As shown in FIG. 1, hardware switch 110 receives the audio stream, which is in analog format, from DAC 122 and routes the audio stream to either speakers 112 or headphones 114 for playback. Thus, for Windows XP, the audio stream can be coupled to a hardware switch residing outside of the audio resource stack for routing to either speakers or headphones. However, this arrangement is not allowed for Windows Vista, since the operating system is not aware of the hardware switch and, therefore, cannot update the operating system's Graphical User Interface (GUI) regarding the outputted audio stream.
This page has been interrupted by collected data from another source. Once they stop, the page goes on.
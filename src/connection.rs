//! Per-connection transport state: buffers, peer credentials and the
//! cached authorization decision (spec §3 `Connection`).

use tokio::io::{AsyncReadExt, AsyncWriteExt};
use tokio::net::UnixStream;

use crate::authz::Decision;
use crate::error::ProtocolError;
use crate::peer_cred::PeerCred;
use crate::wire;

/// Per-wakeup read size. Preserved literally from the original even though
/// it reads as an unintentional rate limit (spec §9 open question 1).
const READ_CHUNK: usize = 1024;

pub struct Connection {
    pub stream: UnixStream,
    pub peer: PeerCred,
    pub is_first_connection: bool,
    pub authorization: Decision,
    in_buf: Vec<u8>,
    out_buf: Vec<u8>,
}

impl Connection {
    pub fn new(stream: UnixStream, peer: PeerCred, is_first_connection: bool) -> Self {
        Connection {
            stream,
            peer,
            is_first_connection,
            authorization: Decision::Pending,
            in_buf: Vec::new(),
            out_buf: Vec::new(),
        }
    }

    pub async fn read_chunk(&mut self) -> std::io::Result<usize> {
        let mut buf = [0u8; READ_CHUNK];
        let n = self.stream.read(&mut buf).await?;
        self.in_buf.extend_from_slice(&buf[..n]);
        Ok(n)
    }

    /// Pull one complete frame's payload off the front of the inbound
    /// buffer, if present. An oversized declared length is an error the
    /// caller must treat as "close this connection" without consuming
    /// anything further (spec §8 invariant 6).
    pub fn take_frame(&mut self) -> Result<Option<Vec<u8>>, ProtocolError> {
        match wire::take_frame(&self.in_buf)? {
            Some((payload, consumed)) => {
                let payload = payload.to_vec();
                self.in_buf.drain(..consumed);
                Ok(Some(payload))
            }
            None => Ok(None),
        }
    }

    pub fn queue_response(&mut self, payload: Vec<u8>) {
        self.out_buf.extend(wire::frame(payload));
    }

    pub fn has_pending_output(&self) -> bool {
        !self.out_buf.is_empty()
    }

    pub async fn flush(&mut self) -> std::io::Result<()> {
        if !self.out_buf.is_empty() {
            self.stream.write_all(&self.out_buf).await?;
            self.out_buf.clear();
        }
        Ok(())
    }
}

#[cfg(test)]
mod tests {
    use super::*;
    use byteorder::{BigEndian, WriteBytesExt};

    fn peer() -> PeerCred {
        PeerCred {
            uid: 0,
            gid: 0,
            pid: 1,
            start_time: 0,
            exe_path: None,
            argv: None,
        }
    }

    /// Scenario 6 (spec §8 invariant 6): a declared frame length over the
    /// cap must surface as an error from a real socket read, not just from
    /// `wire::take_frame` in isolation.
    #[tokio::test]
    async fn oversized_declared_length_is_rejected() {
        let (a, b) = UnixStream::pair().unwrap();
        let mut conn = Connection::new(a, peer(), true);

        let mut header = Vec::new();
        header.write_u32::<BigEndian>((wire::MAX_FRAME_LEN + 1) as u32).unwrap();
        let mut writer = b;
        writer.write_all(&header).await.unwrap();
        writer.write_all(&[0u8; 16]).await.unwrap();

        conn.read_chunk().await.unwrap();
        assert!(matches!(conn.take_frame(), Err(ProtocolError::FrameTooLarge(n)) if n == wire::MAX_FRAME_LEN + 1));
    }
}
FIG. 2 is a diagram illustrating conventional audio system 200 for Windows Vista. Conventional audio system 200 includes client application 202, audio resource stacks 204 and 206, and audio endpoints 208 and 210. Audio resource stack 204 includes software resources 212, which includes Windows audio engine 214 and APO 216, and hardware resources 218, which includes DMA engine 220 and DAC 222. Audio resource stack 206 includes software resources 224, which include Windows audio engine 226 and APO 228, and hardware resources 230, which include DMA engine 232 and DAC 224. Windows audio engine 214, APO 216, DMA engine 220, and DAC 222 in audio resource stack 204 are substantially similar in function and operation to respective Windows audio engine 226, APO 228, DMA engine 232, and DAC 234 in audio resource stack 206.
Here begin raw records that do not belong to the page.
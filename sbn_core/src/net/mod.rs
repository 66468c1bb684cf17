//! Discrete Bayesian network representation.
//!
//! A `Net` owns its variables, their conditional probability tables and the
//! evidence currently set. Variables and states are looked up by name; names
//! are normalized first (see `normalize_name`) so "Wet Grass" and "wet_grass"
//! refer to the same variable.

mod cpt;
mod variable;


use std::collections::HashMap;
use std::str::FromStr;

pub use self::cpt::Cpt;
pub use self::variable::Variable;

use crate::sampling::{DiscreteModel, DiscreteNode, Evidence, Gibbs, Posterior, VarId};
use crate::{NetError, ParseErr, QueryErr};

/// A discrete Bayesian network plus the evidence set on it.
#[derive(Debug, Clone)]
#[cfg_attr(feature = "persistence", derive(serde::Serialize, serde::Deserialize))]
pub struct Net {
    name: String,
    variables: Vec<Variable>,
    index: HashMap<String, VarId>,
    evidence: Evidence,
}

impl Default for Net {
    fn default() -> Net {
        let id = uuid::Uuid::new_v4();
        Net::new(&id.to_string())
    }
}

impl Net {
    /// Creates an empty network. The name is normalized like variable names,
    /// characters that cannot appear in a description are replaced by `_`.
    pub fn new(name: &str) -> Net {
        Net {
            name: network_name(name),
            variables: Vec::new(),
            index: HashMap::new(),
            evidence: Evidence::new(),
        }
    }

    pub fn name(&self) -> &str {
        &self.name
    }

    pub(crate) fn set_name(&mut self, name: &str) {
        self.name = network_name(name);
    }

    /// Declares a new variable with the given states, returns its position.
    pub fn add_variable<S: AsRef<str>>(
        &mut self,
        name: &str,
        states: &[S],
    ) -> Result<VarId, NetError> {
        let name = normalize_name(name);
        if !is_valid_name(&name) {
            return Err(NetError::InvalidName(name));
        }
        if self.index.contains_key(&name) {
            return Err(NetError::DuplicateVariable(name));
        }
        if states.is_empty() {
            return Err(NetError::NoStates(name));
        }
        let mut normalized: Vec<String> = Vec::with_capacity(states.len());
        for state in states {
            let state = normalize_name(state.as_ref());
            if !is_valid_name(&state) {
                return Err(NetError::InvalidName(state));
            }
            if normalized.contains(&state) {
                return Err(NetError::DuplicateState { var: name, state });
            }
            normalized.push(state);
        }

        let pos = self.variables.len();
        self.variables
            .push(Variable::new(name.clone(), pos, normalized));
        self.index.insert(name, pos);
        Ok(pos)
    }

    /// Connects `parent -> child`. The child's probability table is reset and has
    /// to be set again to account for the new parent.
    ///
    /// Cycles are not rejected here, a cyclic network fails when queried.
    pub fn add_edge(&mut self, parent: &str, child: &str) -> Result<(), NetError> {
        let parent_id = self.lookup(parent)?;
        let child_id = self.lookup(child)?;
        if parent_id == child_id {
            return Err(NetError::SelfParent(self.variables[child_id].name().to_owned()));
        }
        if self.variables[child_id].parents().contains(&parent_id) {
            return Ok(());
        }
        self.variables[child_id].add_parent(parent_id);
        self.variables[parent_id].add_child(child_id);
        Ok(())
    }

    /// Sets the conditional probability table of a variable, see `Cpt` for
    /// the expected layout.
    pub fn set_probabilities(&mut self, var: &str, probs: Vec<f64>) -> Result<(), NetError> {
        let id = self.lookup(var)?;
        let variable = &self.variables[id];
        let parent_cards: Vec<usize> = variable
            .parents()
            .iter()
            .map(|p| self.variables[*p].states().len())
            .collect();
        let table = Cpt::new(
            variable.name(),
            variable.states().len(),
            &parent_cards,
            probs,
        )?;
        self.variables[id].set_table(table);
        Ok(())
    }

    pub fn var_id(&self, name: &str) -> Option<VarId> {
        self.index.get(&normalize_name(name)).copied()
    }

    pub fn variable(&self, name: &str) -> Option<&Variable> {
        self.var_id(name).map(|id| &self.variables[id])
    }

    /// All the variables, in declaration order.
    pub fn variables(&self) -> &[Variable] {
        &self.variables
    }

    /// Fixes the state of a variable for the following queries.
    pub fn add_evidence(&mut self, var: &str, state: &str) -> Result<(), QueryErr> {
        let id = self
            .var_id(var)
            .ok_or_else(|| QueryErr::UnknownVariable(var.to_owned()))?;
        let state_id = self.variables[id]
            .state_index(state)
            .ok_or_else(|| QueryErr::UnknownState {
                var: self.variables[id].name().to_owned(),
                state: state.to_owned(),
            })?;
        self.evidence.insert(id, state_id);
        Ok(())
    }

    /// Replaces the current evidence. On error the previous evidence is kept.
    pub fn set_evidence<'a, I>(&mut self, evidence: I) -> Result<(), QueryErr>
    where
        I: IntoIterator<Item = (&'a str, &'a str)>,
    {
        let previous = std::mem::take(&mut self.evidence);
        for (var, state) in evidence {
            if let Err(err) = self.add_evidence(var, state) {
                self.evidence = previous;
                return Err(err);
            }
        }
        Ok(())
    }

    pub fn remove_evidence(&mut self, var: &str) -> Option<String> {
        let id = self.var_id(var)?;
        self.evidence
            .remove(id)
            .map(|state| self.variables[id].states()[state].clone())
    }

    pub fn clear_evidence(&mut self) {
        self.evidence.clear()
    }

    pub fn evidence(&self) -> &Evidence {
        &self.evidence
    }

    /// The evidence as (variable, state) names.
    pub fn evidence_iter(&self) -> impl Iterator<Item = (&str, &str)> {
        self.evidence.iter().map(move |(var, state)| {
            let var = &self.variables[var];
            (var.name(), var.states()[state].as_str())
        })
    }

    /// Returns the estimated probability of each state of `var` given the
    /// current evidence, using `sample_count` samples of a Gibbs sampler.
    /// `progress` receives the completion fraction, in [0, 1).
    pub fn query_variable<F>(
        &self,
        var: &str,
        sample_count: usize,
        progress: F,
    ) -> Result<Posterior, QueryErr>
    where
        F: FnMut(f64),
    {
        Gibbs::new(Some(sample_count), None).query(self, var, progress)
    }

    /// Same as `query_variable` with a preconfigured sampler.
    pub fn query_with<F>(&self, sampler: &Gibbs, var: &str, progress: F) -> Result<Posterior, QueryErr>
    where
        F: FnMut(f64),
    {
        sampler.query(self, var, progress)
    }

    /// Checks the network is consistent (variable ids, edges, evidence and the
    /// name index agree with each other) and that every variable has a
    /// probability table that matches its parents.
    pub fn validate(&self) -> Result<(), NetError> {
        self.validate_structure()?;
        for var in &self.variables {
            let table = var
                .table()
                .ok_or_else(|| NetError::MissingTable(var.name().to_owned()))?;
            let parent_cards: Vec<usize> = var
                .parents()
                .iter()
                .map(|p| self.variables[*p].states().len())
                .collect();
            if !table.fits(var.states().len(), &parent_cards) {
                let rows: usize = parent_cards.iter().product();
                return Err(NetError::TableShape {
                    var: var.name().to_owned(),
                    expected: rows * var.states().len(),
                    got: table.as_slice().len(),
                });
            }
        }
        Ok(())
    }

    fn validate_structure(&self) -> Result<(), NetError> {
        let len = self.variables.len();
        let inconsistent = |msg: String| Err(NetError::Inconsistent(msg));
        if self.index.len() != len {
            return inconsistent(format!(
                "{} indexed names for {} variables",
                self.index.len(),
                len
            ));
        }
        for (name, id) in &self.index {
            match self.variables.get(*id) {
                Some(var) if var.name() == name => {}
                _ => return inconsistent(format!("name `{}` points to variable #{}", name, id)),
            }
        }
        for (i, var) in self.variables.iter().enumerate() {
            if var.position() != i {
                return inconsistent(format!(
                    "`{}` is stored at #{} but claims #{}",
                    var.name(),
                    i,
                    var.position()
                ));
            }
            if var.states().is_empty() {
                return Err(NetError::NoStates(var.name().to_owned()));
            }
            for p in var.parents() {
                let mirrored = self
                    .variables
                    .get(*p)
                    .map(|parent| parent.children().contains(&i))
                    .unwrap_or(false);
                if !mirrored {
                    return inconsistent(format!("`{}` has a dangling parent #{}", var.name(), p));
                }
            }
            for c in var.children() {
                let mirrored = self
                    .variables
                    .get(*c)
                    .map(|child| child.parents().contains(&i))
                    .unwrap_or(false);
                if !mirrored {
                    return inconsistent(format!("`{}` has a dangling child #{}", var.name(), c));
                }
            }
        }
        for (var, state) in self.evidence.iter() {
            let in_range = self
                .variables
                .get(var)
                .map(|v| state < v.states().len())
                .unwrap_or(false);
            if !in_range {
                return inconsistent(format!("evidence sets variable #{} to state #{}", var, state));
            }
        }
        Ok(())
    }

    fn lookup(&self, name: &str) -> Result<VarId, NetError> {
        self.var_id(name)
            .ok_or_else(|| NetError::UnknownVariable(normalize_name(name)))
    }
}

impl DiscreteModel for Net {
    type Node = Variable;

    fn nodes(&self) -> &[Variable] {
        &self.variables
    }

    fn evidence(&self) -> &Evidence {
        &self.evidence
    }

    fn var_id(&self, name: &str) -> Option<VarId> {
        Net::var_id(self, name)
    }

    fn validate(&self) -> Result<(), NetError> {
        Net::validate(self)
    }
}

impl FromStr for Net {
    type Err = ParseErr;

    fn from_str(source: &str) -> Result<Net, ParseErr> {
        crate::lang::parse_net(source)
    }
}

fn network_name(name: &str) -> String {
    let name: String = normalize_name(name)
        .chars()
        .map(|c| if is_name_char(c) { c } else { '_' })
        .collect();
    if name.is_empty() {
        "unnamed".to_owned()
    } else {
        name
    }
}

/// Characters allowed in variable, state and network names.
pub(crate) fn is_name_char(c: char) -> bool {
    c.is_alphanumeric() || c == '_' || c == '-'
}

fn is_valid_name(name: &str) -> bool {
    !name.is_empty() && name.chars().all(is_name_char)
}

/// Normalizes a variable or state name: surrounding whitespace is trimmed,
/// letters are lower-cased and runs of whitespace or `-` become a single `_`.
pub fn normalize_name(name: &str) -> String {
    let mut normalized = String::with_capacity(name.len());
    let mut sep = false;
    for c in name.trim().chars() {
        if c.is_whitespace() || c == '-' {
            sep = true;
            continue;
        }
        if sep {
            normalized.push('_');
            sep = false;
        }
        normalized.extend(c.to_lowercase());
    }
    normalized
}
In FIG. 2, client application 202, which can be, for example, Windows Media Player, provides an audio stream for audio endpoint 208, which provides audio output 236 (e.g., music). Audio endpoint 208 can be an audio output device, such as internal speakers in a laptop computer. For audio endpoint 208, an audio stream from client application 202 is passed to Windows audio engine 214, which is a Microsoft component inside Windows Vista for directing the audio stream to appropriate components in audio resource stack 204. Windows audio engine 214 sends the audio stream to APO 216, which functions similar to a plug-in to the Windows audio engine. In particular, APO 216 can provide DSP features, such as equalization, noise reduction, and echo cancellation, for the audio stream. After processing by APO 216, the audio stream is routed back to Windows audio engine 214, which directs the audio stream to DMA engine 220. DMA 220 transfers the audio stream from memory to DAC 222, which converts the audio stream from a digital format to an analog format for input to audio endpoint 208 (e.g., speakers).

In FIG. 2, audio resource stack 204 is independent of audio resource stack 206. In Windows Vista, there can be multiple copies or instances of software resources (e.g., Windows audio engines 214 and 216) that are independent of each other. Also, there can be multiple hardware resources (e.g., DMA engines 220 and 232) that are independent of each other. In Windows Vista, each audio endpoint is associated with a separate audio resource stack. For example, audio endpoint 208 is associated with audio resource stack 204. However, the audio resource stack and its associated audio endpoint are dormant until activated by instantiation of a client application on the audio resource stack that is connected to the audio endpoint. In other words, the audio resource stack and its associated audio endpoint can be activated by selecting an audio endpoint to link to a client application, such as Windows Media Player. When an audio resource stack is activated by a client application, an audio stream outputted by the client application can be routed through the audio resource stack for output by the audio endpoint that is connected to that stack.

Thus, in conventional audio system 200, client application 202 activates audio resource stack 204, thereby enabling an audio stream provided by client application 202 to be outputted by audio endpoint 208 (e.g., speakers) as audio output 236. However, since no client application, as indicated by dashed block 238, is selected and linked to audio resource stack 206, no audio stream is directed to audio endpoint 210 (e.g., headphones). Thus, in conventional audio system 200, without the present invention's audio endpoint bridge, a client application must be selected by the user for audio endpoint 210 to provide an audio stream to play over audio endpoint 210 (e.g., the headphones).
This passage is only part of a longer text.